PACKERS PLAY GIANTS IN GRID EXHIBITION
AUGUST 24 (Green Bay) - The home folks will have
their first peek at their Packer football heroes here
Saturday night when Coach Liz Blackbourn brings his
team over from the training camp at Stevens Point 90
miles away for an exhibition with Jim Lee Howell's New
York Giants. The kickoff is scheduled at 8 o'clock.
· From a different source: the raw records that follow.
//! Mouse input handling for the canvas.
//!
//! ## Architecture
//!
//! The engine uses an explicit state machine ([`InputState`]) to track the
//! current interaction mode instead of a loose `drag` boolean. Handlers live
//! as `impl CanvasManager` blocks, one per event kind:
//!
//! - `state` - input state machine
//! - `mouse_down` - border click / interior click / drag start
//! - `mouse_move` - drag resize or hover hit-testing, full repaint
//! - `mouse_up` - drag commit, full repaint
//!
//! ## Coordinates
//!
//! All events carry one canonical canvas-local coordinate space. Whatever
//! page-to-canvas translation the host's DOM layer needs happens before the
//! event reaches this crate.

mod mouse_down;
mod mouse_move;
mod mouse_up;
mod state;

pub use state::InputState;

/// A mouse event in canvas-local coordinates.
#[derive(Clone, Copy, Debug, PartialEq)]
pub struct PointerEvent {
    pub x: f32,
    pub y: f32,
}

impl PointerEvent {
    pub fn new(x: f32, y: f32) -> Self {
        Self { x, y }
    }
}
//! griddraw - interactive grid-rectangle drawing over a host canvas.
//!
//! Given a stream of mouse events, the engine maintains a collection of
//! axis-aligned rectangles ("grid boxes"): a drag on empty canvas creates a
//! new rectangle, a click on an existing rectangle's border inserts a
//! subdivision line, and every frame is a full clear-and-redraw of the
//! committed collection plus whatever rectangle is in flight.
//!
//! The rendering framework is a collaborator behind the [`CanvasSurface`]
//! trait: the host mounts the canvas once via
//! [`CanvasManager::create_canvas`] and forwards mouse events in
//! canvas-local coordinates. Application code reads the grid through the
//! [`GridHandle`] façade, looked up in a host-owned [`GridRegistry`].
//!
//! ```no_run
//! use griddraw::{CanvasManager, ChildElement, ContainerSpec, GridOptions, GridRegistry, PointerEvent};
//! # fn host_surface() -> impl griddraw::CanvasSurface { unimplemented!() }
//!
//! let registry = GridRegistry::new();
//! let mut surface = host_surface();
//! let mut manager = CanvasManager::new(GridOptions::default());
//!
//! let container = ContainerSpec::single(ChildElement::new("box", 800.0, 600.0));
//! let grid = manager.create_canvas(&container, &mut surface, &registry)?;
//!
//! manager.mouse_down(&mut surface, PointerEvent::new(10.0, 10.0));
//! manager.mouse_move(&mut surface, PointerEvent::new(110.0, 80.0));
//! manager.mouse_up(&mut surface, PointerEvent::new(110.0, 80.0));
//!
//! assert_eq!(grid.rectangle_count(), 1);
//! # Ok::<(), griddraw::MountError>(())
//! ```

pub mod api;
pub mod constants;
pub mod creation;
pub mod error;
pub mod input;
pub mod manager;
pub mod spatial_index;
pub mod surface;
pub mod types;

pub use api::{GridHandle, GridRegistry};
pub use creation::CreationManager;
pub use error::{MountError, MountResult};
pub use hit_test::{BorderEdge, BoundaryValidator};
pub use input::{InputState, PointerEvent};
pub use manager::{CanvasManager, ChildElement, ContainerSpec};
pub use surface::{CanvasSurface, CursorStyle};
pub use types::{Axis, GridLine, GridOptions, GridRectangle, RectangleSnapshot};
Green Bay defeated Philadelphia, 27-6, in an impressive
debut at Milwaukee a week ago, and the Giants, hailed
as one of the strongest clubs in the Eastern Division,
walloped the crippled Baltimore Colts, 28-10, in an even
more impressive debut. Blackbourn, who used 50 men
in the romp over the Eagles, expected no such easy
time Saturday. Howell will put on the field one of the strongest defensive lines in the league with tackles like Roosevelt Grier and Dick Modzelewski, ends like Jim Katcavage and Walt Yowarsky, and linebackers like Harland Svare and Bill Svoboda. Against them the Colts got 20 yards rushing. The hope, as it so often does in Green Bay's case, rested largely on the good passing arm of Tobin Rote, supported by his understudies Bart Starr and Paul Held, and the excellent receiving of ends Bill Howton and Gary Knafelc, and the halfbacks. The solid punch in the victory over the Colts suggested that Howell might have one of the best running attacks in the league this season. The offensive line with men like Dick Yelvington, Bob Schnelker, Ken MacAfee, Jack Stroud and Ray Wietecha looks as formidable as the defensive line. And such backs as Alex Webster, Mel Triplett, Kyle Rote and Frank Gifford have all proved their class in earlier campaigns. The Packers will be at full strength except for veteran end Nate Borden, who was called home to Jersey City by the death of his grandmother, who raised him.